Input material:

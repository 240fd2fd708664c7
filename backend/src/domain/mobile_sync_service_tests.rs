//! Tests for the mobile sync service.

use std::sync::Arc;

use chrono::{DateTime, TimeDelta, TimeZone, Utc};
use rstest::{fixture, rstest};

use super::*;
use crate::domain::ports::{MockSyncRecordRepository, SyncRecordRepositoryError};
use crate::domain::{ErrorCode, OrgId, PoolId, Role, ShapeSet, StaffId, UserId, Watermark};
use crate::test_support::clock::FixedClock;
use crate::test_support::sync_records::{
    InMemorySyncRecordRepository, chemicals_used, issue, job, pool, reading, visit,
};

fn now() -> DateTime<Utc> {
    Utc.with_ymd_and_hms(2026, 10, 19, 9, 30, 0)
        .single()
        .expect("valid fixture instant")
}

fn utc_zone() -> SyncTimeZone {
    SyncTimeZone::from_offset_minutes(0).expect("utc offset")
}

fn service<R>(records: R) -> MobileSyncService<R> {
    MobileSyncService::new(
        Arc::new(records),
        Arc::new(FixedClock::new(now())),
        utc_zone(),
    )
}

fn request(caller: Caller, shapes: &str) -> SyncRequest {
    SyncRequest::new(caller, ShapeSet::parse(Some(shapes)), Watermark::EPOCH)
}

#[fixture]
fn manager() -> Caller {
    Caller::new(OrgId::random(), UserId::random(), Role::Manager)
}

#[fixture]
fn carer() -> Caller {
    Caller::new(OrgId::random(), UserId::random(), Role::Carer)
}

#[rstest]
#[tokio::test]
async fn default_shapes_leave_child_shapes_empty(manager: Caller) {
    let store = InMemorySyncRecordRepository::new();
    let org = manager.org_id();
    let today = job(org, now());
    store.insert_job(today.clone());
    let entry = visit(org, today.id);
    store.insert_reading(reading(org, entry.id));
    store.insert_visit(entry);

    let snapshot = service(store)
        .get_delta(SyncRequest::new(
            manager,
            ShapeSet::parse(None),
            Watermark::EPOCH,
        ))
        .await
        .expect("snapshot");

    assert_eq!(snapshot.jobs.len(), 1);
    assert_eq!(snapshot.visits.len(), 1);
    assert!(snapshot.readings.is_empty());
    assert!(snapshot.chemicals.is_empty());
    assert!(snapshot.issues.is_empty());
    assert!(snapshot.van_stock.is_empty());
    assert!(snapshot.tombstones.is_empty());
}

#[rstest]
#[tokio::test]
async fn server_ts_is_the_clock_time_in_millis(manager: Caller) {
    let snapshot = service(InMemorySyncRecordRepository::new())
        .get_delta(request(manager, "jobs"))
        .await
        .expect("snapshot");

    assert_eq!(snapshot.server_ts, now().timestamp_millis());
}

#[rstest]
#[tokio::test]
async fn carer_without_staff_record_gets_no_jobs_or_visits(carer: Caller) {
    let mut repo = MockSyncRecordRepository::new();
    repo.expect_find_staff_id_for_user()
        .times(1)
        .return_once(|_, _| Ok(None));
    repo.expect_list_jobs_in_window().times(0);
    repo.expect_list_visits().times(0);
    repo.expect_list_visits_for_jobs().times(0);
    repo.expect_list_pools_by_ids().times(0);

    let snapshot = service(repo)
        .get_delta(SyncRequest::new(
            carer,
            ShapeSet::defaults(),
            Watermark::from_millis(1).expect("valid watermark"),
        ))
        .await
        .expect("snapshot");

    assert!(snapshot.jobs.is_empty());
    assert!(snapshot.visits.is_empty());
    assert!(snapshot.pools.is_empty());
}

#[rstest]
#[tokio::test]
async fn carer_sees_only_assigned_jobs_and_their_visits(carer: Caller) {
    let store = InMemorySyncRecordRepository::new();
    let org = carer.org_id();
    let staff_id = StaffId::random();
    store.link_staff(org, carer.user_id(), staff_id);

    let mut mine = job(org, now());
    mine.assigned_carer_id = Some(staff_id);
    let mut theirs = job(org, now());
    theirs.assigned_carer_id = Some(StaffId::random());
    let my_visit = visit(org, mine.id);
    store.insert_visit(my_visit.clone());
    store.insert_visit(visit(org, theirs.id));
    store.insert_job(mine.clone());
    store.insert_job(theirs);

    let snapshot = service(store)
        .get_delta(request(carer, "jobs,visits,vanStock"))
        .await
        .expect("snapshot");

    assert_eq!(snapshot.jobs, vec![mine]);
    assert_eq!(snapshot.visits, vec![my_visit]);
    assert!(snapshot.van_stock.is_empty());
}

#[rstest]
#[tokio::test]
async fn manager_jobs_ignore_watermark_and_stay_within_today(manager: Caller) {
    let store = InMemorySyncRecordRepository::new();
    let org = manager.org_id();
    let today = job(org, now());
    store.insert_job(today.clone());
    store.insert_job(job(org, now() - TimeDelta::days(3)));
    store.insert_job(job(org, now() + TimeDelta::days(1)));

    let ten_days_ago = (now() - TimeDelta::days(10)).timestamp_millis();
    let snapshot = service(store)
        .get_delta(SyncRequest::new(
            manager,
            ShapeSet::parse(Some("jobs")),
            Watermark::from_millis(ten_days_ago).expect("valid watermark"),
        ))
        .await
        .expect("snapshot");

    assert_eq!(snapshot.jobs, vec![today]);
}

#[rstest]
#[tokio::test]
async fn pools_come_only_from_resolved_jobs(manager: Caller) {
    let store = InMemorySyncRecordRepository::new();
    let org = manager.org_id();
    let serviced = pool(org);
    let unrelated = pool(org);
    let mut with_pool = job(org, now());
    with_pool.pool_id = Some(serviced.id);
    store.insert_job(with_pool);
    store.insert_job(job(org, now()));
    store.insert_pool(serviced.clone());
    store.insert_pool(unrelated);

    let snapshot = service(store)
        .get_delta(request(manager, "jobs,pools"))
        .await
        .expect("snapshot");

    assert_eq!(snapshot.pools, vec![serviced]);
}

#[rstest]
#[tokio::test]
async fn pools_without_jobs_shape_are_empty(manager: Caller) {
    let mut repo = MockSyncRecordRepository::new();
    repo.expect_list_jobs_in_window().times(0);
    repo.expect_list_pools_by_ids().times(0);

    let snapshot = service(repo)
        .get_delta(request(manager, "pools"))
        .await
        .expect("snapshot");

    assert!(snapshot.pools.is_empty());
}

#[rstest]
#[tokio::test]
async fn duplicate_pool_references_are_fetched_once(manager: Caller) {
    let pool_id = PoolId::random();
    let org = manager.org_id();
    let mut first = job(org, now());
    first.pool_id = Some(pool_id);
    let mut second = job(org, now());
    second.pool_id = Some(pool_id);
    let jobs = vec![first, second];

    let mut repo = MockSyncRecordRepository::new();
    repo.expect_list_jobs_in_window()
        .times(1)
        .return_once(move |_, _, _| Ok(jobs));
    repo.expect_list_pools_by_ids()
        .withf(move |_, ids| ids.iter().collect::<Vec<_>>() == vec![pool_id])
        .times(1)
        .return_once(|_, _| Ok(Vec::new()));

    service(repo)
        .get_delta(request(manager, "jobs,pools"))
        .await
        .expect("snapshot");
}

#[rstest]
#[tokio::test]
async fn empty_visits_skip_child_lookups(manager: Caller) {
    let mut repo = MockSyncRecordRepository::new();
    repo.expect_list_visits()
        .times(1)
        .return_once(|_| Ok(Vec::new()));
    repo.expect_list_readings_for_visits().times(0);
    repo.expect_list_chemicals_for_visits().times(0);
    repo.expect_list_issues_for_visits().times(0);

    let snapshot = service(repo)
        .get_delta(request(manager, "visits,readings,chemicals,issues"))
        .await
        .expect("snapshot");

    assert!(snapshot.readings.is_empty());
    assert!(snapshot.chemicals.is_empty());
    assert!(snapshot.issues.is_empty());
}

#[rstest]
#[tokio::test]
async fn child_shapes_are_filtered_to_resolved_visits(manager: Caller) {
    let store = InMemorySyncRecordRepository::new();
    let org = manager.org_id();
    let entry = visit(org, job(org, now()).id);
    let other_org = OrgId::random();
    let foreign = visit(other_org, job(other_org, now()).id);
    store.insert_visit(entry.clone());
    store.insert_visit(foreign.clone());
    store.insert_chemicals_used(chemicals_used(org, entry.id));
    store.insert_issue(issue(org, entry.id));
    store.insert_issue(issue(other_org, foreign.id));

    let snapshot = service(store)
        .get_delta(request(manager, "visits,chemicals,issues"))
        .await
        .expect("snapshot");

    assert_eq!(snapshot.visits, vec![entry.clone()]);
    assert_eq!(snapshot.chemicals.len(), 1);
    assert_eq!(snapshot.issues.len(), 1);
    assert!(snapshot.issues.iter().all(|row| row.visit_id == entry.id));
}

#[rstest]
#[tokio::test]
async fn manager_example_snapshot_counts(manager: Caller) {
    let store = InMemorySyncRecordRepository::new();
    let org = manager.org_id();
    let serviced = pool(org);
    let mut first = job(org, now());
    first.pool_id = Some(serviced.id);
    let second = job(org, now() + TimeDelta::hours(2));
    let with_readings = visit(org, first.id);
    store.insert_reading(reading(org, with_readings.id));
    store.insert_reading(reading(org, with_readings.id));
    store.insert_visit(with_readings);
    store.insert_visit(visit(org, first.id));
    store.insert_visit(visit(org, second.id));
    store.insert_pool(serviced);
    store.insert_job(first);
    store.insert_job(second);

    let snapshot = service(store)
        .get_delta(request(manager, "jobs,pools,visits,readings"))
        .await
        .expect("snapshot");

    assert_eq!(snapshot.jobs.len(), 2);
    assert_eq!(snapshot.pools.len(), 1);
    assert_eq!(snapshot.visits.len(), 3);
    assert_eq!(snapshot.readings.len(), 2);
    assert!(snapshot.tombstones.is_empty());
}

#[rstest]
#[case(SyncRecordRepositoryError::connection("pool exhausted"), ErrorCode::ServiceUnavailable)]
#[case(SyncRecordRepositoryError::query("syntax error"), ErrorCode::InternalError)]
#[tokio::test]
async fn repository_failures_fail_the_whole_pull(
    manager: Caller,
    #[case] failure: SyncRecordRepositoryError,
    #[case] expected: ErrorCode,
) {
    let store = InMemorySyncRecordRepository::new();
    store.insert_job(job(manager.org_id(), now()));
    store.set_failure(Some(failure));

    let error = service(store)
        .get_delta(request(manager, "jobs,pools,visits"))
        .await
        .expect_err("failure propagates");

    assert_eq!(error.code(), expected);
}

#[rstest]
#[tokio::test]
async fn jobs_are_scoped_to_the_callers_organisation(manager: Caller) {
    let org = manager.org_id();
    let mut repo = MockSyncRecordRepository::new();
    repo.expect_list_jobs_in_window()
        .withf(move |scope, window, assignee| {
            scope.org_id() == org && window.contains(now()) && assignee.is_none()
        })
        .times(1)
        .return_once(|_, _, _| Ok(Vec::new()));

    service(repo)
        .get_delta(request(manager, "jobs"))
        .await
        .expect("snapshot");
}

#[derive(Debug, Clone, Copy)]
enum Profile {
    Admin,
    Manager,
    StaffedCarer,
    UnstaffedCarer,
}

/// Store holding one fully populated job for `caller`'s organisation,
/// assigned to the caller when they have a staff record.
fn populated_store(caller: &Caller, staffed: bool) -> InMemorySyncRecordRepository {
    let store = InMemorySyncRecordRepository::new();
    let org = caller.org_id();
    let staff_id = StaffId::random();
    if staffed {
        store.link_staff(org, caller.user_id(), staff_id);
    }
    let serviced = pool(org);
    let mut today = job(org, now());
    today.pool_id = Some(serviced.id);
    today.assigned_carer_id = Some(staff_id);
    let entry = visit(org, today.id);
    store.insert_reading(reading(org, entry.id));
    store.insert_chemicals_used(chemicals_used(org, entry.id));
    store.insert_issue(issue(org, entry.id));
    store.insert_visit(entry);
    store.insert_pool(serviced);
    store.insert_job(today);
    store
}

#[rstest]
#[case::admin_defaults(Profile::Admin, None)]
#[case::manager_defaults(Profile::Manager, None)]
#[case::manager_van_stock_only(Profile::Manager, Some("vanStock"))]
#[case::manager_every_shape(
    Profile::Manager,
    Some("jobs,pools,visits,readings,chemicals,issues,vanStock")
)]
#[case::manager_no_known_shapes(Profile::Manager, Some("tombstones,unknown"))]
#[case::staffed_carer_defaults(Profile::StaffedCarer, None)]
#[case::staffed_carer_every_shape(
    Profile::StaffedCarer,
    Some("jobs,pools,visits,readings,chemicals,issues,vanStock")
)]
#[case::unstaffed_carer_defaults(Profile::UnstaffedCarer, None)]
#[case::unstaffed_carer_van_stock(Profile::UnstaffedCarer, Some("vanStock,visits"))]
#[tokio::test]
async fn tombstones_and_van_stock_are_always_empty(
    #[case] profile: Profile,
    #[case] shapes: Option<&str>,
) {
    let role = match profile {
        Profile::Admin => Role::Admin,
        Profile::Manager => Role::Manager,
        Profile::StaffedCarer | Profile::UnstaffedCarer => Role::Carer,
    };
    let caller = Caller::new(OrgId::random(), UserId::random(), role);
    let store = populated_store(&caller, matches!(profile, Profile::StaffedCarer));

    let snapshot = service(store)
        .get_delta(SyncRequest::new(
            caller,
            ShapeSet::parse(shapes),
            Watermark::EPOCH,
        ))
        .await
        .expect("snapshot");

    assert!(snapshot.tombstones.is_empty());
    assert!(snapshot.van_stock.is_empty());
}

Work task: Check each line of the records above for "expected", and copy those that have it.

Answer to this task:
    #[case] expected: ErrorCode,
    assert_eq!(error.code(), expected);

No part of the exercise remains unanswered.